After being named Shannon’s guardian, the court’s 4-page per curiam opinion said Reid failed to visit him, attend review meetings, or file required reports with the court. She also failed to take necessary actions after she received notice of the proposed decertification of Shannon’s Medicaid eligibility. Reid was later removed as Shannon’s guardian after she failed to attend a court hearing.
In the second case, Reid failed to properly serve a complaint on behalf of her client, Francisco Ramirez, in a personal injury case she was handling. As a result, the complaint was dismissed.

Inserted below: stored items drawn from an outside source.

use crate::aircraft::{Aircraft, AircraftId};
use crate::airport::{airport_id, AirportId};
use crate::cargo::{Cargo, CargoId};
use crate::error::{require_id, Error, Result};
use crate::time::Time;
use serde::Serialize;
use std::collections::BTreeMap;
use std::fmt;
use std::fmt::Formatter;
use std::sync::Arc;
use tabled::Tabled;

pub type FlightId = Arc<str>;

#[derive(Debug, Clone, Copy, PartialEq, Eq, Hash, Serialize)]
pub enum FlightStatus {
    Scheduled,
    Completed,
}

impl fmt::Display for FlightStatus {
    fn fmt(&self, f: &mut Formatter<'_>) -> fmt::Result {
        match self {
            FlightStatus::Scheduled => write!(f, "Scheduled"),
            FlightStatus::Completed => write!(f, "Completed"),
        }
    }
}

/// One leg flown by one aircraft.
///
/// Fields are read through getters; the window and status only change through
/// the validated constructor and [`Flight::complete`].
#[derive(Debug, Clone, PartialEq, Serialize, Tabled)]
pub struct Flight {
    id: FlightId,
    aircraft_id: AircraftId,
    origin_id: AirportId,
    destination_id: AirportId,
    departure_time: Time,
    arrival_time: Time,
    status: FlightStatus,
    #[tabled(skip)]
    manifest: BTreeMap<CargoId, Cargo>,
}

impl Flight {
    pub fn new(
        id: &str,
        origin_id: &str,
        destination_id: &str,
        departure_time: Time,
        arrival_time: Time,
        aircraft_id: &str,
    ) -> Result<Flight> {
        require_id("flight number", id)?;
        require_id("aircraft id", aircraft_id)?;
        let origin_id = airport_id("flight origin", origin_id)?;
        let destination_id = airport_id("flight destination", destination_id)?;
        if origin_id == destination_id {
            return Err(Error::InvalidArgument(format!(
                "flight {} departs and arrives at {}",
                id, origin_id
            )));
        }
        if departure_time >= arrival_time {
            return Err(Error::InvalidArgument(format!(
                "flight {} departs at {} but arrives at {}",
                id, departure_time, arrival_time
            )));
        }
        Ok(Flight {
            id: Arc::from(id.trim()),
            aircraft_id: Arc::from(aircraft_id.trim()),
            origin_id,
            destination_id,
            departure_time,
            arrival_time,
            status: FlightStatus::Scheduled,
            manifest: BTreeMap::new(),
        })
    }

    pub fn id(&self) -> &FlightId {
        &self.id
    }

    pub fn aircraft_id(&self) -> &AircraftId {
        &self.aircraft_id
    }

    pub fn origin_id(&self) -> &AirportId {
        &self.origin_id
    }

    pub fn destination_id(&self) -> &AirportId {
        &self.destination_id
    }

    pub fn departure_time(&self) -> Time {
        self.departure_time
    }

    pub fn arrival_time(&self) -> Time {
        self.arrival_time
    }

    pub fn status(&self) -> FlightStatus {
        self.status
    }

    pub fn is_completed(&self) -> bool {
        self.status == FlightStatus::Completed
    }

    pub fn duration(&self) -> u64 {
        (self.arrival_time - self.departure_time).0
    }

    pub fn window(&self) -> (Time, Time) {
        (self.departure_time, self.arrival_time)
    }

    /// Same aircraft and overlapping half-open windows. Back-to-back flights
    /// (`arrival == other.departure`) do not conflict.
    pub fn conflicts_with(&self, other: &Flight) -> bool {
        self.aircraft_id == other.aircraft_id
            && Time::is_overlapping(&self.window(), &other.window())
    }

    pub fn manifest(&self) -> impl Iterator<Item = &Cargo> {
        self.manifest.values()
    }

    pub fn cargo_count(&self) -> usize {
        self.manifest.len()
    }

    pub fn manifest_mass(&self) -> f64 {
        self.manifest.values().map(|c| c.mass()).sum()
    }

    fn ensure_scheduled(&self) -> Result<()> {
        match self.status {
            FlightStatus::Scheduled => Ok(()),
            FlightStatus::Completed => Err(Error::InvalidState(format!(
                "flight {} is already completed",
                self.id
            ))),
        }
    }

    fn ensure_operated_by(&self, aircraft: &Aircraft) -> Result<()> {
        if aircraft.id() != &self.aircraft_id {
            return Err(Error::InvalidArgument(format!(
                "flight {} is operated by {}, not {}",
                self.id,
                self.aircraft_id,
                aircraft.id()
            )));
        }
        Ok(())
    }

    /// Loads cargo onto the operating aircraft and records it on this flight.
    ///
    /// Both the aircraft's current load and this flight's own manifest must
    /// stay within capacity. The two differ once a sibling flight's completion
    /// has emptied the aircraft.
    pub fn add_cargo(&mut self, cargo: Cargo, aircraft: &mut Aircraft) -> Result<()> {
        self.ensure_scheduled()?;
        self.ensure_operated_by(aircraft)?;
        if self.manifest.contains_key(cargo.number()) {
            return Err(Error::InvalidArgument(format!(
                "cargo {} is already on flight {}",
                cargo.number(),
                self.id
            )));
        }
        let manifest_mass = self.manifest_mass();
        if manifest_mass + cargo.mass() > aircraft.capacity() {
            return Err(Error::CapacityExceeded {
                aircraft: aircraft.id().clone(),
                requested: cargo.mass(),
                available: aircraft.capacity() - manifest_mass,
            });
        }
        aircraft.add_cargo_for(&self.id, cargo.clone())?;
        tracing::debug!(flight = %self.id, cargo = %cargo.number(), "loaded cargo");
        self.manifest.insert(cargo.number().clone(), cargo);
        Ok(())
    }

    /// The manifest is frozen once the flight is completed. Only cargo this
    /// flight loaded is taken off the aircraft.
    pub fn remove_cargo(&mut self, cargo_id: &str, aircraft: &mut Aircraft) -> Result<Cargo> {
        self.ensure_scheduled()?;
        self.ensure_operated_by(aircraft)?;
        let cargo = self
            .manifest
            .remove(cargo_id)
            .ok_or_else(|| Error::NotFound(format!("cargo {} on flight {}", cargo_id, self.id)))?;
        if aircraft.remove_cargo_for(&self.id, cargo_id).is_none() {
            tracing::debug!(flight = %self.id, cargo = %cargo_id, "cargo was no longer on board");
        }
        tracing::debug!(flight = %self.id, cargo = %cargo_id, "unloaded cargo");
        Ok(cargo)
    }

    /// Takes this flight's cargo back off the aircraft when the flight is
    /// dropped before completion. The manifest itself is left as is.
    pub(crate) fn release_cargo(&self, aircraft: &mut Aircraft) {
        if self.is_completed() || aircraft.id() != &self.aircraft_id {
            return;
        }
        for cargo in self.manifest.values() {
            if aircraft.remove_cargo_for(&self.id, cargo.number()).is_none() {
                tracing::warn!(
                    flight = %self.id,
                    cargo = %cargo.number(),
                    aircraft = %aircraft.id(),
                    "cargo not on board for this flight, left in place"
                );
            }
        }
    }

    /// `Scheduled -> Completed`.
    ///
    /// Completing a flight is what empties the aircraft: the manifest cargo is
    /// considered delivered at the destination and `aircraft.clear_all()` runs.
    pub fn complete(&mut self, aircraft: &mut Aircraft) -> Result<()> {
        self.ensure_scheduled()?;
        self.ensure_operated_by(aircraft)?;
        self.status = FlightStatus::Completed;
        for cargo in self.manifest.values_mut() {
            cargo.move_to(self.destination_id.clone());
        }
        let offloaded = aircraft.clear_all();
        tracing::info!(
            flight = %self.id,
            aircraft = %aircraft.id(),
            offloaded = offloaded.len(),
            "flight completed"
        );
        Ok(())
    }

    pub fn return_flight_id(&self) -> FlightId {
        Arc::from(format!("{}R", self.id))
    }

    /// Derives the return leg: swapped route, same aircraft and duration,
    /// departing `turnaround` minutes after this flight arrives, empty manifest.
    ///
    /// Fails with `InvalidArgument` if the return leg would end past the
    /// representable time horizon.
    pub fn create_return_flight(&self, turnaround: u64) -> Result<Flight> {
        let departure_time = self.arrival_time.checked_add(turnaround);
        let arrival_time = departure_time.and_then(|t| t.checked_add(self.duration()));
        let (Some(departure_time), Some(arrival_time)) = (departure_time, arrival_time) else {
            return Err(Error::InvalidArgument(format!(
                "return of flight {} after {} minutes overflows the time horizon",
                self.id, turnaround
            )));
        };
        Ok(Flight {
            id: self.return_flight_id(),
            aircraft_id: self.aircraft_id.clone(),
            origin_id: self.destination_id.clone(),
            destination_id: self.origin_id.clone(),
            departure_time,
            arrival_time,
            status: FlightStatus::Scheduled,
            manifest: BTreeMap::new(),
        })
    }
}

impl fmt::Display for Flight {
    fn fmt(&self, f: &mut Formatter<'_>) -> fmt::Result {
        write!(
            f,
            "Flight #{} {} -> {} [{} - {}] on {} ({}, {} cargo)",
            self.id,
            self.origin_id,
            self.destination_id,
            self.departure_time,
            self.arrival_time,
            self.aircraft_id,
            self.status,
            self.manifest.len()
        )
    }
}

The court’s opinion said Reid didn’t inform Ramirez of his complaint being dismissed and that she was no longer working at the firm that he had hired to represent him. The court also found that Reid filed misleading documents on behalf of Ramirez in an attempt to have his case reinstated.
The appeals court did take into account several mitigating circumstances noted by the Board on Professional Responsibility, including, the lack of prior disciplinary allegations, her eight-year tenure at the D.C. Attorney General’s office without any disciplinary complaints, her cooperation with bar counsel, and Reid’s “genuine remorse.”
Armin Kuder, a name partner at Kuder, Smollar & Freidman representing Reid, declined to comment. D.C. Attorney General Peter Nickles said he hadn’t seen the appeals court’s opinion and “therefore have no thoughts on it.”